Examples include hydroxylation, dealkylation, and sulfoxidation.
2.Reduction:
This reaction involves the gain of electrons or the loss of oxygen and usually occurs with nitro compounds, azo compounds, and certain carbonyl groups.
3.Hydrolysis:
This is the breaking of a compound into two parts by the addition of a water molecule.
Esterases and amidases are the enzymes that typically perform these reactions, cleaving ester and amide bonds, respectively.
Phase I reactions can result in the formation of metabolites that are more active, less active, or have similar activity to the parent drug. Some Phase I metabolites may also be toxic.
Phase II Metabolism
Phase II metabolism involves conjugation reactions that attach a polar moiety to the drug or a Phase I metabolite, further increasing its water solubility.

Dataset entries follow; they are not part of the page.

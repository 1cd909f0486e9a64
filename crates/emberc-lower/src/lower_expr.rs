//! Expression lowering (§4.3 "Expression lowering") and block-lifting
//! (§4.3 "Block lifting", invariant 4).

use emberc_lex::TokenKind;
use emberc_parse::{Construct, ParseTree};

use crate::ast::{Block, Expression, RecordKey, Statement};
use crate::{is_literal_kind, LowerError, LowerResult, Lowerer};

impl<'a> Lowerer<'a> {
    pub(crate) fn lower_expression(&self, tree: &ParseTree) -> LowerResult<Expression> {
        match tree {
            ParseTree::Branch { construct, children, extents } => match construct {
                // An expression-level type tag has nowhere to go in the AST's
                // `Expression` sum type (§3 lists no tagged variant for it,
                // unlike `Pattern`) — the ascription is dropped here and is
                // the elaborator's concern if it matters (documented in
                // DESIGN.md).
                Construct::TypeTag => {
                    if children.is_empty() {
                        return Err(self.mismatch("a tagged expression", "an empty TypeTag", *extents));
                    }
                    self.lower_expression(&children[0])
                }
                Construct::RecordExpression => {
                    let items = children
                        .iter()
                        .map(|child| self.lower_record_expression_item(child))
                        .collect::<Result<Vec<_>, LowerError>>()?;
                    Ok(Expression::RecordExpression(items))
                }
                Construct::ProcedureCall => {
                    if children.len() != 2 {
                        return Err(self.arity_mismatch("ProcedureCall", 2, children.len(), *extents));
                    }
                    let callee = children[0]
                        .as_leaf()
                        .filter(|token| token.kind == TokenKind::Identifier)
                        .map(|token| token.lexeme)
                        .ok_or_else(|| self.mismatch("an identifier leaf", "something else", children[0].extents()))?;
                    let argument = self.lower_expression(&children[1])?;
                    Ok(Expression::ProcedureCall { callee, argument: Box::new(argument) })
                }
                Construct::Conditional => {
                    if children.len() != 3 {
                        return Err(self.arity_mismatch("Conditional", 3, children.len(), *extents));
                    }
                    let condition = self.lower_expression(&children[0])?;
                    let consequent = self.lower_block_like(&children[1])?;
                    let alternative = self.lower_block_like(&children[2])?;
                    Ok(Expression::Conditional {
                        condition: Box::new(condition),
                        consequent,
                        alternative,
                    })
                }
                Construct::Map => {
                    if children.len() != 3 {
                        return Err(self.arity_mismatch("Map", 3, children.len(), *extents));
                    }
                    let binding = self.lower_pattern(&children[0])?;
                    let collection = self.lower_expression(&children[1])?;
                    let transformation = self.lower_block_like(&children[2])?;
                    Ok(Expression::Map {
                        binding,
                        collection: Box::new(collection),
                        transformation,
                    })
                }
                Construct::QualifiedIdentifier => {
                    let mut keys = Vec::new();
                    self.flatten_qualified_identifier(tree, &mut keys)?;
                    Ok(Expression::QualifiedIdentifier(keys))
                }
                other => Err(self.mismatch("an expression", &format!("{other:?}"), *extents)),
            },
            ParseTree::Leaf(token) if token.kind == TokenKind::Identifier => {
                Ok(Expression::Access(token.lexeme))
            }
            ParseTree::Leaf(token) if is_literal_kind(token.kind) => {
                Ok(Expression::Literal(self.lower_literal_token(token)?))
            }
            ParseTree::Leaf(token) => Err(self.mismatch(
                "an expression",
                &format!("{:?} `{}`", token.kind, token.lexeme.as_str()),
                token.extents,
            )),
        }
    }

    fn lower_record_expression_item(&self, tree: &ParseTree) -> LowerResult<(RecordKey, Expression)> {
        match tree.construct() {
            Some(Construct::RecordExpressionItem) => {
                let (_, children) = tree.as_branch().expect("just matched a branch construct");
                if children.len() != 2 {
                    return Err(self.arity_mismatch("RecordExpressionItem", 2, children.len(), tree.extents()));
                }
                let key = self.lower_record_key(&children[0])?;
                let value = self.lower_expression(&children[1])?;
                Ok((key, value))
            }
            _ => {
                let value = self.lower_expression(tree)?;
                Ok((RecordKey::EmptyRecordKey, value))
            }
        }
    }

    /// Flatten a left-leaning `QualifiedIdentifier` chain into ordered keys.
    fn flatten_qualified_identifier(&self, tree: &ParseTree, out: &mut Vec<RecordKey>) -> LowerResult<()> {
        if let Some((Construct::QualifiedIdentifier, children)) = tree.as_branch() {
            if children.len() != 2 {
                return Err(self.arity_mismatch("QualifiedIdentifier", 2, children.len(), tree.extents()));
            }
            self.flatten_qualified_identifier(&children[0], out)?;
            out.push(self.lower_record_key(&children[1])?);
            Ok(())
        } else {
            out.push(self.lower_record_key(tree)?);
            Ok(())
        }
    }

    /// Lower a body position to a `Block`: item-by-item if it already is
    /// one, otherwise lift the bare expression into a single
    /// `ReturnStatement` (§4.3 "Block lifting", invariant 4). Used for
    /// procedure bodies, map transformations, and conditional branches —
    /// every position the grammar describes as "a block or an expression".
    pub(crate) fn lower_block_like(&self, tree: &ParseTree) -> LowerResult<Block> {
        if tree.construct() == Some(Construct::Block) {
            self.lower_block(tree)
        } else {
            let extents = tree.extents();
            let expression = self.lower_expression(tree)?;
            Ok(Block {
                statements: vec![Statement::ReturnStatement(expression)],
                extents,
            })
        }
    }

    fn lower_block(&self, tree: &ParseTree) -> LowerResult<Block> {
        let (_, children) = tree
            .as_branch()
            .ok_or_else(|| self.mismatch("a Block", "a leaf", tree.extents()))?;
        let extents = tree.extents();
        let statements = children
            .iter()
            .map(|child| self.lower_statement(child))
            .collect::<Result<Vec<_>, LowerError>>()?;
        Ok(Block { statements, extents })
    }

    fn lower_statement(&self, tree: &ParseTree) -> LowerResult<Statement> {
        match tree.construct() {
            Some(Construct::ReturnStatement) => {
                let (_, children) = tree.as_branch().expect("just matched a branch construct");
                if children.len() != 1 {
                    return Err(self.arity_mismatch("ReturnStatement", 1, children.len(), tree.extents()));
                }
                Ok(Statement::ReturnStatement(self.lower_expression(&children[0])?))
            }
            Some(Construct::ValueDefinition) => {
                Ok(Statement::BindingStatement(self.lower_value_definition(tree)?))
            }
            _ => {
                if let Some(token) = tree.as_leaf() {
                    if token.kind == TokenKind::Keyword && token.lexeme.as_str() == "unreachable" {
                        return Ok(Statement::UnreachableStatement);
                    }
                }
                Ok(Statement::ExpressionStatement(self.lower_expression(tree)?))
            }
        }
    }
}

These reactions generally do not occur without Phase I reactions taking place first, but there are exceptions.
1.Glucuronidation:
This is the most common Phase II reaction.
The enzyme uridine diphosphate glucuronosyltransferase (UGT) catalyzes the transfer of glucuronic acid to the drug or Phase I metabolite.

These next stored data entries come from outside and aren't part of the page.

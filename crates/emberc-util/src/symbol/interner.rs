//! String interner backed by `DashMap` for lock-free concurrent access.
//!
//! Strings are hashed with `ahash` and the table stores `(leaked &'static
//! str, index)` pairs keyed by hash. Interned strings are intentionally
//! leaked: the table lives for the whole process, so reclaiming memory
//! would only add bookkeeping for no benefit (§5 — each stage hands off an
//! immutable tree and nothing outlives the process).

use ahash::AHasher;
use dashmap::DashMap;
use std::hash::{Hash, Hasher};
use std::sync::atomic::{AtomicU32, Ordering};
use std::sync::LazyLock;

use super::{Symbol, KNOWN_SYMBOLS};

pub static STRING_TABLE: LazyLock<StringTable> = LazyLock::new(|| {
    let table = StringTable::new();
    table.initialize_known_symbols();
    table
});

pub struct StringTable {
    by_hash: DashMap<u64, (&'static str, u32)>,
    by_index: DashMap<u32, &'static str>,
    next_index: AtomicU32,
}

fn hash_str(text: &str) -> u64 {
    let mut hasher = AHasher::default();
    text.hash(&mut hasher);
    hasher.finish()
}

impl StringTable {
    fn new() -> Self {
        Self {
            by_hash: DashMap::new(),
            by_index: DashMap::new(),
            next_index: AtomicU32::new(0),
        }
    }

    fn initialize_known_symbols(&self) {
        for &(index, text) in KNOWN_SYMBOLS {
            let leaked: &'static str = Box::leak(text.to_string().into_boxed_str());
            self.by_hash.insert(hash_str(text), (leaked, index));
            self.by_index.insert(index, leaked);
            self.next_index.fetch_max(index + 1, Ordering::Relaxed);
        }
    }

    pub fn intern(&self, text: &str) -> Symbol {
        let hash = hash_str(text);
        if let Some(entry) = self.by_hash.get(&hash) {
            if entry.0 == text {
                return Symbol { index: entry.1 };
            }
        }
        let leaked: &'static str = Box::leak(text.to_string().into_boxed_str());
        let index = self.next_index.fetch_add(1, Ordering::Relaxed);
        self.by_hash.insert(hash, (leaked, index));
        self.by_index.insert(index, leaked);
        Symbol { index }
    }

    pub fn resolve(&self, symbol: Symbol) -> &'static str {
        self.by_index
            .get(&symbol.index)
            .map(|entry| *entry.value())
            .expect("symbol index missing from interner")
    }
}

#[cfg(test)]
mod tests {
    use super::*;

    #[test]
    fn known_symbols_are_stable_at_startup() {
        let table = StringTable::new();
        table.initialize_known_symbols();
        assert_eq!(table.resolve(Symbol { index: 0 }), "let");
    }

    #[test]
    fn interning_is_idempotent() {
        let table = StringTable::new();
        let a = table.intern("banana");
        let b = table.intern("banana");
        assert_eq!(a, b);
    }
}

The glucuronide conjugate is highly polar and easily excreted in the urine or bile.
2.Sulfation:
Sulfotransferases (SULT) catalyze the transfer of a sulfate group to the drug.
Sulfation usually occurs with phenols, alcohols, and amines.
3.Acetylation:
Acetyltransferases catalyze the transfer of an acetyl group from acetyl coenzyme A to the drug.
This reaction usually occurs with amines.
4.Methylation:
This reaction involves the addition of a methyl group to the drug, usually at oxygen, nitrogen, or sulfur atoms.
5.Glutathione Conjugation:
This reaction generally occurs with electrophilic compounds and results in the formation of conjugates that are eventually excreted in the urine or bile.
Phase II reactions typically result in the formation of metabolites that are less pharmacologically active than the parent drug.
However, in some cases, Phase II reactions can lead to the formation of active or even toxic metabolites.